The task » Work out how many lines of the material contain the string "written"; the answer is that number only.
── Dataset records ──
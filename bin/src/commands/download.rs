//! Download command implementation.
//!
//! Builds the bundle plan, fetches every bundle and writes its day files.

use crate::display::{print_plan, print_report};
use anyhow::{Context, Result};
use indicatif::{ProgressBar, ProgressStyle};
use inquire::{Confirm, MultiSelect};
use ratedata_lib::prelude::*;
use std::io::IsTerminal;
use std::path::PathBuf;

/// Arguments of the download command.
#[derive(Debug)]
pub(crate) struct DownloadArgs {
    pub(crate) symbols: Vec<String>,
    pub(crate) from: String,
    pub(crate) to: String,
    pub(crate) data_root: PathBuf,
    pub(crate) mirror: Option<PathBuf>,
    pub(crate) concurrency: usize,
    pub(crate) retries: u32,
    pub(crate) sync: bool,
    pub(crate) report: Option<PathBuf>,
    pub(crate) yes: bool,
    pub(crate) quiet: bool,
}

/// Download the requested months and split every bundle by day.
pub(crate) async fn download(args: DownloadArgs) -> Result<()> {
    let interactive = !args.yes && !args.quiet && std::io::stdin().is_terminal();

    let symbols = if !args.symbols.is_empty() {
        parse_symbols(&args.symbols)?
    } else if interactive {
        let chosen = MultiSelect::new("Currency pairs:", Symbol::known())
            .with_all_selected_by_default()
            .prompt()
            .context("Symbol selection cancelled")?;
        parse_symbols(chosen.iter().map(Symbol::as_str))?
    } else {
        Symbol::known()
    };

    let months = MonthRange::parse(&args.from, &args.to)?;
    let plan = bundle_plan(&months, &symbols);

    if interactive {
        print_plan(&symbols, &months, plan.len(), &args.data_root);
        let proceed = Confirm::new("Proceed with download?")
            .with_default(true)
            .prompt()
            .context("Confirmation cancelled")?;
        if !proceed {
            println!("Cancelled.");
            return Ok(());
        }
    }

    let progress = if args.quiet {
        ProgressBar::hidden()
    } else {
        let pb = ProgressBar::new(plan.len() as u64);
        pb.set_style(
            ProgressStyle::default_bar()
                .template("{spinner:.green} [{elapsed_precise}] [{bar:40.cyan/blue}] {pos}/{len} bundles ({percent}%) {msg}")?
                .progress_chars("=>-"),
        );
        pb.set_message(months.to_string());
        pb
    };

    let config = AcquireConfig {
        concurrency: args.concurrency,
        sync: args.sync,
    };
    let layout = DataLayout::new(&args.data_root);

    let report = match &args.mirror {
        Some(mirror) => {
            run_plan(DirectorySource::new(mirror), layout, &config, plan, &progress).await
        }
        None => {
            let client = DownloadClient::new(ClientConfig {
                concurrency: args.concurrency,
                max_retries: args.retries,
                ..Default::default()
            })?;
            run_plan(client, layout, &config, plan, &progress).await
        }
    };

    progress.finish_with_message(format!(
        "{} bundles written, {} skipped",
        report.written(),
        report.skipped()
    ));

    if let Some(path) = &args.report {
        std::fs::write(path, report.to_json()?)
            .with_context(|| format!("Failed to write report to {}", path.display()))?;
    }

    if !args.quiet {
        print_report(&report, &args.data_root);
    }

    Ok(())
}

async fn run_plan<S: BundleSource + 'static>(
    source: S,
    layout: DataLayout,
    config: &AcquireConfig,
    plan: Vec<BundleKey>,
    progress: &ProgressBar,
) -> RunReport {
    Acquisition::with_config(source, layout, config)
        .run_with_progress(plan, |outcome| {
            progress.set_message(outcome.key.to_string());
            progress.inc(1);
        })
        .await
}
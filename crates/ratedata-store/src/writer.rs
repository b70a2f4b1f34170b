//! Atomic segment writer.

use ratedata_types::DaySegment;
use std::io::{BufWriter, Write};
use std::path::{Path, PathBuf};
use tempfile::NamedTempFile;

use crate::StoreError;

/// Writes day segments as newline-terminated text files.
///
/// Each write goes to a temporary file in the target directory which is then
/// renamed over `<dir>/<YYYY-MM-DD>.csv`. An existing file for the same day is
/// replaced, so rewriting a segment is idempotent.
#[derive(Debug, Clone, Copy, Default)]
pub struct SegmentWriter {
    sync: bool,
}

impl SegmentWriter {
    /// Creates a writer that does not fsync.
    #[must_use]
    pub const fn new() -> Self {
        Self { sync: false }
    }

    /// Sets whether file contents are flushed to disk before the rename.
    #[must_use]
    pub const fn with_sync(mut self, sync: bool) -> Self {
        self.sync = sync;
        self
    }

    /// Returns true if writes are synced before the rename.
    #[must_use]
    pub const fn syncs(&self) -> bool {
        self.sync
    }

    /// Writes `segment` into `dir`, returning the final path.
    ///
    /// `dir` must exist.
    ///
    /// # Errors
    ///
    /// Returns [`StoreError::Write`] if the temporary file cannot be created
    /// or written, and [`StoreError::Persist`] if it cannot be renamed.
    pub fn write_segment(&self, dir: &Path, segment: &DaySegment) -> Result<PathBuf, StoreError> {
        let path = dir.join(segment.file_name());
        let write_error = |source: std::io::Error| StoreError::Write {
            path: path.clone(),
            source,
        };

        let mut file = NamedTempFile::new_in(dir).map_err(write_error)?;
        {
            let mut out = BufWriter::new(file.as_file_mut());
            for line in segment.lines() {
                out.write_all(line.as_bytes()).map_err(write_error)?;
                out.write_all(b"\n").map_err(write_error)?;
            }
            out.flush().map_err(write_error)?;
        }
        if self.sync {
            file.as_file().sync_all().map_err(write_error)?;
        }

        file.persist(&path).map_err(|e| StoreError::Persist {
            path: path.clone(),
            source: e.error,
        })?;

        tracing::debug!(path = %path.display(), lines = segment.len(), "segment written");
        Ok(path)
    }
}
───
Task output » 4